**INFORMATION PROVIDED**

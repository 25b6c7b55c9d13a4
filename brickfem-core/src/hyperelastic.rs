//! Hyperelastic constitutive laws for the nonlinear elasticity brick.
//!
//! Laws are written in the reference configuration: they map the
//! Green-Lagrange strain `E = ½(FᵀF − I)` to the second Piola-Kirchhoff
//! stress `S`, and provide the directional derivative `dS[ΔE]` used by the
//! consistent tangent.

use crate::error::{Error, Result};
use nalgebra::Matrix3;
use std::fmt;
use std::str::FromStr;

/// Supported hyperelastic laws.
#[derive(Debug, Clone, Copy, PartialEq)]
pub enum HyperelasticLaw {
    /// `S = λ tr(E) I + 2μ E`. Parameters `[λ, μ]`.
    SaintVenantKirchhoff { lambda: f64, mu: f64 },
    /// `W = c1 (I1 − 3) + c2 (I2 − 3)` on `C = I + 2E`. Parameters `[c1, c2]`.
    ///
    /// The reference configuration is not stress free, so the law is meant
    /// to be paired with an incompressibility term whose pressure absorbs
    /// the hydrostatic part.
    MooneyRivlin { c1: f64, c2: f64 },
}

impl HyperelasticLaw {
    /// Number of scalar parameters the law takes.
    pub fn n_params(&self) -> usize {
        2
    }

    /// Current parameters in `set_params` order.
    pub fn params(&self) -> Vec<f64> {
        match *self {
            HyperelasticLaw::SaintVenantKirchhoff { lambda, mu } => vec![lambda, mu],
            HyperelasticLaw::MooneyRivlin { c1, c2 } => vec![c1, c2],
        }
    }

    /// Replace the parameters.
    pub fn set_params(&mut self, values: &[f64]) -> Result<()> {
        if values.len() != self.n_params() {
            return Err(Error::InvalidParameter(format!(
                "{} expects {} parameters, got {}",
                self,
                self.n_params(),
                values.len()
            )));
        }
        match self {
            HyperelasticLaw::SaintVenantKirchhoff { lambda, mu } => {
                *lambda = values[0];
                *mu = values[1];
            }
            HyperelasticLaw::MooneyRivlin { c1, c2 } => {
                *c1 = values[0];
                *c2 = values[1];
            }
        }
        Ok(())
    }

    /// Strain energy density W(E).
    pub fn strain_energy(&self, e: &Matrix3<f64>) -> f64 {
        match *self {
            HyperelasticLaw::SaintVenantKirchhoff { lambda, mu } => {
                let tr = e.trace();
                0.5 * lambda * tr * tr + mu * e.component_mul(e).sum()
            }
            HyperelasticLaw::MooneyRivlin { c1, c2 } => {
                let c = Matrix3::identity() + 2.0 * e;
                let i1 = c.trace();
                let i2 = 0.5 * (i1 * i1 - (c * c).trace());
                c1 * (i1 - 3.0) + c2 * (i2 - 3.0)
            }
        }
    }

    /// Second Piola-Kirchhoff stress S(E).
    pub fn sigma(&self, e: &Matrix3<f64>) -> Matrix3<f64> {
        let id = Matrix3::identity();
        match *self {
            HyperelasticLaw::SaintVenantKirchhoff { lambda, mu } => {
                id * (lambda * e.trace()) + e * (2.0 * mu)
            }
            HyperelasticLaw::MooneyRivlin { c1, c2 } => {
                let c = id + 2.0 * e;
                id * (2.0 * (c1 + c2 * c.trace())) - c * (2.0 * c2)
            }
        }
    }

    /// Directional derivative of S at E in the direction ΔE.
    pub fn grad_sigma(&self, _e: &Matrix3<f64>, de: &Matrix3<f64>) -> Matrix3<f64> {
        let id = Matrix3::identity();
        match *self {
            HyperelasticLaw::SaintVenantKirchhoff { lambda, mu } => {
                id * (lambda * de.trace()) + de * (2.0 * mu)
            }
            HyperelasticLaw::MooneyRivlin { c2, .. } => {
                id * (4.0 * c2 * de.trace()) - de * (4.0 * c2)
            }
        }
    }
}

impl fmt::Display for HyperelasticLaw {
    fn fmt(&self, f: &mut fmt::Formatter<'_>) -> fmt::Result {
        match self {
            HyperelasticLaw::SaintVenantKirchhoff { .. } => write!(f, "SaintVenant Kirchhoff"),
            HyperelasticLaw::MooneyRivlin { .. } => write!(f, "Mooney Rivlin"),
        }
    }
}

/// Parses the law names used in model scripts; parameters start at zero.
impl FromStr for HyperelasticLaw {
    type Err = Error;

    fn from_str(s: &str) -> Result<Self> {
        let key: String = s
            .chars()
            .filter(|c| c.is_ascii_alphanumeric())
            .collect::<String>()
            .to_ascii_lowercase();
        match key.as_str() {
            "saintvenantkirchhoff" | "svk" => Ok(HyperelasticLaw::SaintVenantKirchhoff {
                lambda: 0.0,
                mu: 0.0,
            }),
            "mooneyrivlin" => Ok(HyperelasticLaw::MooneyRivlin { c1: 0.0, c2: 0.0 }),
            _ => Err(Error::InvalidParameter(format!(
                "unknown hyperelastic law '{}'",
                s
            ))),
        }
    }
}

#[cfg(test)]
mod tests {
    use super::*;
    use approx::assert_relative_eq;

    fn sample_strain() -> Matrix3<f64> {
        Matrix3::new(
            0.02, 0.005, -0.01,
            0.005, -0.03, 0.004,
            -0.01, 0.004, 0.015,
        )
    }

    fn check_sigma_is_energy_gradient(law: HyperelasticLaw) {
        // S = ∂W/∂E, checked by central differences on symmetric directions
        let e = sample_strain();
        let s = law.sigma(&e);
        let h = 1e-6;
        for i in 0..3 {
            for j in i..3 {
                let mut de = Matrix3::zeros();
                de[(i, j)] = 1.0;
                de[(j, i)] = 1.0;
                let dw = (law.strain_energy(&(e + de * h)) - law.strain_energy(&(e - de * h)))
                    / (2.0 * h);
                assert_relative_eq!(dw, s.component_mul(&de).sum(), epsilon = 1e-5);
            }
        }
    }

    fn check_tangent(law: HyperelasticLaw) {
        let e = sample_strain();
        let de = Matrix3::new(
            0.3, 0.1, 0.0,
            0.1, -0.2, 0.05,
            0.0, 0.05, 0.4,
        );
        let h = 1e-6;
        let fd = (law.sigma(&(e + de * h)) - law.sigma(&(e - de * h))) / (2.0 * h);
        let exact = law.grad_sigma(&e, &de);
        for i in 0..3 {
            for j in 0..3 {
                assert_relative_eq!(fd[(i, j)], exact[(i, j)], epsilon = 1e-5);
            }
        }
    }

    #[test]
    fn test_svk_zero_strain_is_stress_free() {
        let law = HyperelasticLaw::SaintVenantKirchhoff { lambda: 577.0, mu: 385.0 };
        assert_relative_eq!(law.sigma(&Matrix3::zeros()).norm(), 0.0);
    }

    #[test]
    fn test_svk_consistency() {
        let law = HyperelasticLaw::SaintVenantKirchhoff { lambda: 577.0, mu: 385.0 };
        check_sigma_is_energy_gradient(law);
        check_tangent(law);
    }

    #[test]
    fn test_mooney_rivlin_consistency() {
        let law = HyperelasticLaw::MooneyRivlin { c1: 577.0, c2: 385.0 };
        check_sigma_is_energy_gradient(law);
        check_tangent(law);
    }

    #[test]
    fn test_mooney_rivlin_reference_stress_is_hydrostatic() {
        let law = HyperelasticLaw::MooneyRivlin { c1: 2.0, c2: 1.0 };
        let s = law.sigma(&Matrix3::zeros());
        assert_relative_eq!(s, Matrix3::identity() * (2.0 * (2.0 + 2.0 * 1.0)));
    }

    #[test]
    fn test_parse_law_names() {
        assert!(matches!(
            "SaintVenant Kirchhoff".parse::<HyperelasticLaw>().unwrap(),
            HyperelasticLaw::SaintVenantKirchhoff { .. }
        ));
        assert!(matches!(
            "Mooney Rivlin".parse::<HyperelasticLaw>().unwrap(),
            HyperelasticLaw::MooneyRivlin { .. }
        ));
        assert!("Ciarlet Geymonat".parse::<HyperelasticLaw>().is_err());
    }

    #[test]
    fn test_set_params_checks_length() {
        let mut law: HyperelasticLaw = "Mooney Rivlin".parse().unwrap();
        assert!(law.set_params(&[1.0]).is_err());
        law.set_params(&[3.0, 4.0]).unwrap();
        assert_eq!(law.params(), vec![3.0, 4.0]);
    }
}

**WHAT YOU SHOULD DO**
Begin at the first line of the material above. Transcribe each line exactly, ending with the line that contains "use std::str::FromStr;".

**TASK ANSWER**
repository 25b6c7b55c9d13a4
filename brickfem-core/src/hyperelastic.rs
//! Hyperelastic constitutive laws for the nonlinear elasticity brick.
//!
//! Laws are written in the reference configuration: they map the
//! Green-Lagrange strain `E = ½(FᵀF − I)` to the second Piola-Kirchhoff
//! stress `S`, and provide the directional derivative `dS[ΔE]` used by the
//! consistent tangent.

use crate::error::{Error, Result};
use nalgebra::Matrix3;
use std::fmt;
use std::str::FromStr;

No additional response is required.